◆ **WORK INSTRUCTION**
All lines from the opening of the data to the line containing "transport, in bytes." must be returned unchanged, and only those lines.

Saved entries
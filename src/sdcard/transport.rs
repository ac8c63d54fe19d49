//! The transport between the SD card driver and the SPI lines.
//!
//! The driver never touches pins or peripheral registers. Everything it does
//! on the bus goes through the [`Transport`] trait: bounded exchanges,
//! chip-select, data-line direction, clock profile and a bus-wide lock.

use core::cell::RefCell;

use embedded_hal::{digital::OutputPin, spi::SpiBus};

/// The native transfer width of the transport, in bytes.
pub const WORD_LEN: usize = 4;

/// The most bytes that can be sent or received in one [`Exchange`].
pub const MAX_CHUNK: usize = 64;

/// The clock settings the driver asks for at different stages.
#[cfg_attr(feature = "defmt-log", derive(defmt::Format))]
#[derive(Debug, Copy, Clone, PartialEq, Eq)]
pub enum ClockProfile {
    /// Slow clock (at most 400 kHz) used while identifying the card.
    CardDetect,
    /// Full speed clock for command and block traffic.
    Normal,
    /// Low speed, receive-only clock for long busy polls.
    Polling,
}

/// Errors that can occur when using a [`Transport`].
#[derive(Copy, Clone, Eq, PartialEq, Debug)]
#[cfg_attr(feature = "defmt-log", derive(defmt::Format))]
#[non_exhaustive]
pub enum TransportError {
    /// An operation on the inner SPI bus failed.
    Spi,
    /// Setting the value of the Chip Select (CS) pin failed.
    Cs,
    /// The clock could not be switched to the requested profile.
    Clock,
    /// An exchange asked for more than [`MAX_CHUNK`] bytes in one direction.
    ChunkTooLarge,
}

/// One bounded bus exchange.
///
/// The phases go out in order: an 8-bit command, a 32-bit big-endian
/// address, then the output bytes. The input bytes are clocked in last,
/// with the data line held high. Any phase may be empty.
#[derive(Debug)]
pub struct Exchange<'a> {
    /// Optional 8-bit command phase.
    pub command: Option<u8>,
    /// Optional 32-bit address phase, sent most significant byte first.
    pub address: Option<u32>,
    /// Bytes to send after the command and address.
    pub output: &'a [u8],
    /// Bytes to receive.
    pub input: &'a mut [u8],
}

impl<'a> Exchange<'a> {
    /// An exchange that only sends `output`.
    pub fn write(output: &'a [u8]) -> Exchange<'a> {
        Exchange {
            command: None,
            address: None,
            output,
            input: &mut [],
        }
    }

    /// An exchange that only receives into `input`.
    pub fn read(input: &'a mut [u8]) -> Exchange<'a> {
        Exchange {
            command: None,
            address: None,
            output: &[],
            input,
        }
    }

    /// An exchange with command and address phases followed by `output`.
    pub fn command(command: u8, address: u32, output: &'a [u8]) -> Exchange<'a> {
        Exchange {
            command: Some(command),
            address: Some(address),
            output,
            input: &mut [],
        }
    }

    /// Number of bytes sent on the wire.
    pub fn output_len(&self) -> usize {
        usize::from(self.command.is_some())
            + if self.address.is_some() { 4 } else { 0 }
            + self.output.len()
    }

    fn check(&self) -> Result<(), TransportError> {
        if self.output.len() > MAX_CHUNK || self.input.len() > MAX_CHUNK {
            Err(TransportError::ChunkTooLarge)
        } else {
            Ok(())
        }
    }
}

/// What the SD card driver needs from the bus it sits on.
///
/// The SPI lines may be shared with other peripherals. The driver wraps each
/// whole identification run and each read or write transaction in
/// [`Transport::with_bus`], so implementations guarding a shared bus should
/// hold their lock for the duration of that call.
pub trait Transport {
    /// Perform one exchange. Neither `output` nor `input` may exceed
    /// [`MAX_CHUNK`] bytes.
    fn exchange(&mut self, exchange: Exchange<'_>) -> Result<(), TransportError>;

    /// Switch the bus clock to the given profile.
    fn set_clock(&mut self, profile: ClockProfile) -> Result<(), TransportError>;

    /// Assert the card's chip-select.
    fn select(&mut self) -> Result<(), TransportError>;

    /// Deassert the card's chip-select and clock one idle byte so the card
    /// lets go of its data-out line.
    fn deselect(&mut self) -> Result<(), TransportError>;

    /// Hold the data-in line of the card high while receiving.
    fn receive_mode(&mut self) -> Result<(), TransportError>;

    /// Drive the data-in line of the card from the output phases again.
    fn transmit_mode(&mut self) -> Result<(), TransportError>;

    /// Run `func` while holding the bus-wide lock.
    ///
    /// The default suits a bus owned by this transport alone.
    fn with_bus<T, F>(&mut self, func: F) -> T
    where
        F: FnOnce(&mut Self) -> T,
        Self: Sized,
    {
        func(self)
    }
}

/// Splits a transfer of `len` bytes starting at memory address `address`
/// into the pieces the transport can move.
///
/// First an undersized piece brings the address up to a [`WORD_LEN`]
/// boundary, then as many [`MAX_CHUNK`] pieces as fit, then whatever is
/// left. Yields `(offset, len)` pairs; no piece is empty.
#[derive(Debug, Clone)]
pub struct Chunks {
    offset: usize,
    remaining: usize,
    prefix: usize,
}

impl Chunks {
    /// Plan a transfer of `len` bytes starting at `address`.
    pub fn new(address: usize, len: usize) -> Chunks {
        Chunks {
            offset: 0,
            remaining: len,
            prefix: ((WORD_LEN - address % WORD_LEN) % WORD_LEN).min(len),
        }
    }

    /// Plan a transfer into or out of `buffer`.
    pub fn for_slice(buffer: &[u8]) -> Chunks {
        Chunks::new(buffer.as_ptr() as usize, buffer.len())
    }
}

impl Iterator for Chunks {
    type Item = (usize, usize);

    fn next(&mut self) -> Option<(usize, usize)> {
        if self.remaining == 0 {
            return None;
        }
        let len = if self.prefix > 0 {
            core::mem::take(&mut self.prefix)
        } else {
            self.remaining.min(MAX_CHUNK)
        };
        let item = (self.offset, len);
        self.offset += len;
        self.remaining -= len;
        Some(item)
    }
}

/// Applies a [`ClockProfile`] to a bus, for example by reprogramming its
/// divider.
pub type ClockHook<BUS> = fn(&mut BUS, ClockProfile) -> Result<(), TransportError>;

/// A transport that owns its SPI bus and chip-select pin.
pub struct ExclusiveTransport<BUS, CS> {
    bus: BUS,
    cs: CS,
    clock: Option<ClockHook<BUS>>,
}

impl<BUS, CS> ExclusiveTransport<BUS, CS> {
    /// Create a new `ExclusiveTransport`.
    pub fn new(bus: BUS, cs: CS) -> Self {
        Self {
            bus,
            cs,
            clock: None,
        }
    }

    /// Use `hook` to apply clock profiles to the bus.
    pub fn with_clock(mut self, hook: ClockHook<BUS>) -> Self {
        self.clock = Some(hook);
        self
    }

    /// Get the bus and chip-select pin back.
    pub fn free(self) -> (BUS, CS) {
        (self.bus, self.cs)
    }
}

impl<BUS, CS> Transport for ExclusiveTransport<BUS, CS>
where
    BUS: SpiBus,
    CS: OutputPin,
{
    fn exchange(&mut self, exchange: Exchange<'_>) -> Result<(), TransportError> {
        bus_exchange(&mut self.bus, exchange)
    }

    fn set_clock(&mut self, profile: ClockProfile) -> Result<(), TransportError> {
        match self.clock {
            Some(hook) => hook(&mut self.bus, profile),
            None => Ok(()),
        }
    }

    fn select(&mut self) -> Result<(), TransportError> {
        self.cs.set_low().map_err(|_| TransportError::Cs)
    }

    fn deselect(&mut self) -> Result<(), TransportError> {
        release(&mut self.bus, &mut self.cs)
    }

    fn receive_mode(&mut self) -> Result<(), TransportError> {
        Ok(())
    }

    fn transmit_mode(&mut self) -> Result<(), TransportError> {
        Ok(())
    }
}

/// A wrapper around a SPI bus and a CS pin, using a `RefCell`.
///
/// This allows sharing the bus within the same thread, for example with a
/// display on the same clock and data lines.
pub struct RefCellTransport<'a, BUS, CS> {
    bus: &'a RefCell<BUS>,
    cs: CS,
    clock: Option<ClockHook<BUS>>,
}

impl<'a, BUS, CS> RefCellTransport<'a, BUS, CS> {
    /// Create a new `RefCellTransport`.
    pub fn new(bus: &'a RefCell<BUS>, cs: CS) -> Self {
        Self {
            bus,
            cs,
            clock: None,
        }
    }

    /// Use `hook` to apply clock profiles to the bus.
    pub fn with_clock(mut self, hook: ClockHook<BUS>) -> Self {
        self.clock = Some(hook);
        self
    }
}

impl<BUS, CS> Transport for RefCellTransport<'_, BUS, CS>
where
    BUS: SpiBus,
    CS: OutputPin,
{
    fn exchange(&mut self, exchange: Exchange<'_>) -> Result<(), TransportError> {
        let mut bus = self.bus.borrow_mut();
        bus_exchange(&mut *bus, exchange)
    }

    fn set_clock(&mut self, profile: ClockProfile) -> Result<(), TransportError> {
        match self.clock {
            Some(hook) => hook(&mut *self.bus.borrow_mut(), profile),
            None => Ok(()),
        }
    }

    fn select(&mut self) -> Result<(), TransportError> {
        self.cs.set_low().map_err(|_| TransportError::Cs)
    }

    fn deselect(&mut self) -> Result<(), TransportError> {
        let mut bus = self.bus.borrow_mut();
        release(&mut *bus, &mut self.cs)
    }

    fn receive_mode(&mut self) -> Result<(), TransportError> {
        Ok(())
    }

    fn transmit_mode(&mut self) -> Result<(), TransportError> {
        Ok(())
    }
}

#[cfg(feature = "embassy-sync-06")]
mod embassy_sync_06 {
    use core::cell::RefCell;

    use ::embassy_sync_06::blocking_mutex;

    use super::*;

    /// A wrapper around a SPI bus and a CS pin, using an `embassy-sync` blocking mutex.
    ///
    /// [`Transport::with_bus`] holds the mutex for the whole of a card
    /// operation, so other users of the bus can not slip in between two
    /// exchanges. See [`blocking_mutex::Mutex`] for the locking model.
    pub struct EmbassyMutexTransport<'a, BUS, CS, M> {
        bus: &'a blocking_mutex::Mutex<M, RefCell<BUS>>,
        cs: CS,
        clock: Option<ClockHook<BUS>>,
    }

    impl<'a, BUS, CS, M> EmbassyMutexTransport<'a, BUS, CS, M> {
        /// Create a new `EmbassyMutexTransport`.
        pub fn new(bus: &'a blocking_mutex::Mutex<M, RefCell<BUS>>, cs: CS) -> Self {
            Self {
                bus,
                cs,
                clock: None,
            }
        }

        /// Use `hook` to apply clock profiles to the bus.
        pub fn with_clock(mut self, hook: ClockHook<BUS>) -> Self {
            self.clock = Some(hook);
            self
        }
    }

    impl<BUS, CS, M> Transport for EmbassyMutexTransport<'_, BUS, CS, M>
    where
        CS: OutputPin,
        BUS: SpiBus,
        M: blocking_mutex::raw::RawMutex,
    {
        fn exchange(&mut self, exchange: Exchange<'_>) -> Result<(), TransportError> {
            self.bus.lock(|bus| {
                let mut bus = bus.borrow_mut();
                bus_exchange(&mut *bus, exchange)
            })
        }

        fn set_clock(&mut self, profile: ClockProfile) -> Result<(), TransportError> {
            match self.clock {
                Some(hook) => self.bus.lock(|bus| hook(&mut *bus.borrow_mut(), profile)),
                None => Ok(()),
            }
        }

        fn select(&mut self) -> Result<(), TransportError> {
            self.cs.set_low().map_err(|_| TransportError::Cs)
        }

        fn deselect(&mut self) -> Result<(), TransportError> {
            let cs = &mut self.cs;
            self.bus.lock(|bus| {
                let mut bus = bus.borrow_mut();
                release(&mut *bus, cs)
            })
        }

        fn receive_mode(&mut self) -> Result<(), TransportError> {
            Ok(())
        }

        fn transmit_mode(&mut self) -> Result<(), TransportError> {
            Ok(())
        }

        fn with_bus<T, F>(&mut self, func: F) -> T
        where
            F: FnOnce(&mut Self) -> T,
        {
            let bus = self.bus;
            bus.lock(|_| func(self))
        }
    }
}

#[cfg(feature = "embassy-sync-06")]
pub use embassy_sync_06::*;

/// Perform one exchange on a plain SPI bus. The input phase clocks out
/// `0xFF` so the card sees its data-in line held high.
fn bus_exchange<BUS>(bus: &mut BUS, exchange: Exchange<'_>) -> Result<(), TransportError>
where
    BUS: SpiBus,
{
    exchange.check()?;
    let mut header = [0u8; 5];
    let mut header_len = 0;
    if let Some(command) = exchange.command {
        header[0] = command;
        header_len = 1;
    }
    if let Some(address) = exchange.address {
        header[header_len..header_len + 4].copy_from_slice(&address.to_be_bytes());
        header_len += 4;
    }

    let mut op_res = bus.write(&header[..header_len]);
    if op_res.is_ok() && !exchange.output.is_empty() {
        op_res = bus.write(exchange.output);
    }
    if op_res.is_ok() && !exchange.input.is_empty() {
        exchange.input.fill(0xFF);
        op_res = bus.transfer_in_place(exchange.input);
    }

    // On failure, it's important to still flush.
    let flush_res = bus.flush();

    op_res.map_err(|_| TransportError::Spi)?;
    flush_res.map_err(|_| TransportError::Spi)?;
    Ok(())
}

/// Deassert CS, then write the dummy byte.
fn release<BUS, CS>(bus: &mut BUS, cs: &mut CS) -> Result<(), TransportError>
where
    BUS: SpiBus,
    CS: OutputPin,
{
    let cs_res = cs.set_high();
    let dummy_res = bus.write(&[0xFF]);
    let flush_res = bus.flush();

    cs_res.map_err(|_| TransportError::Cs)?;
    dummy_res.map_err(|_| TransportError::Spi)?;
    flush_res.map_err(|_| TransportError::Spi)?;
    Ok(())
}


// ****************************************************************************
//
// End Of File
//
// ****************************************************************************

◆ **RESULT OF THIS EXERCISE**
filename src/sdcard/transport.rs
repository ac8c63d54fe19d49
//! The transport between the SD card driver and the SPI lines.
//!
//! The driver never touches pins or peripheral registers. Everything it does
//! on the bus goes through the [`Transport`] trait: bounded exchanges,
//! chip-select, data-line direction, clock profile and a bus-wide lock.

use core::cell::RefCell;

use embedded_hal::{digital::OutputPin, spi::SpiBus};

/// The native transfer width of the transport, in bytes.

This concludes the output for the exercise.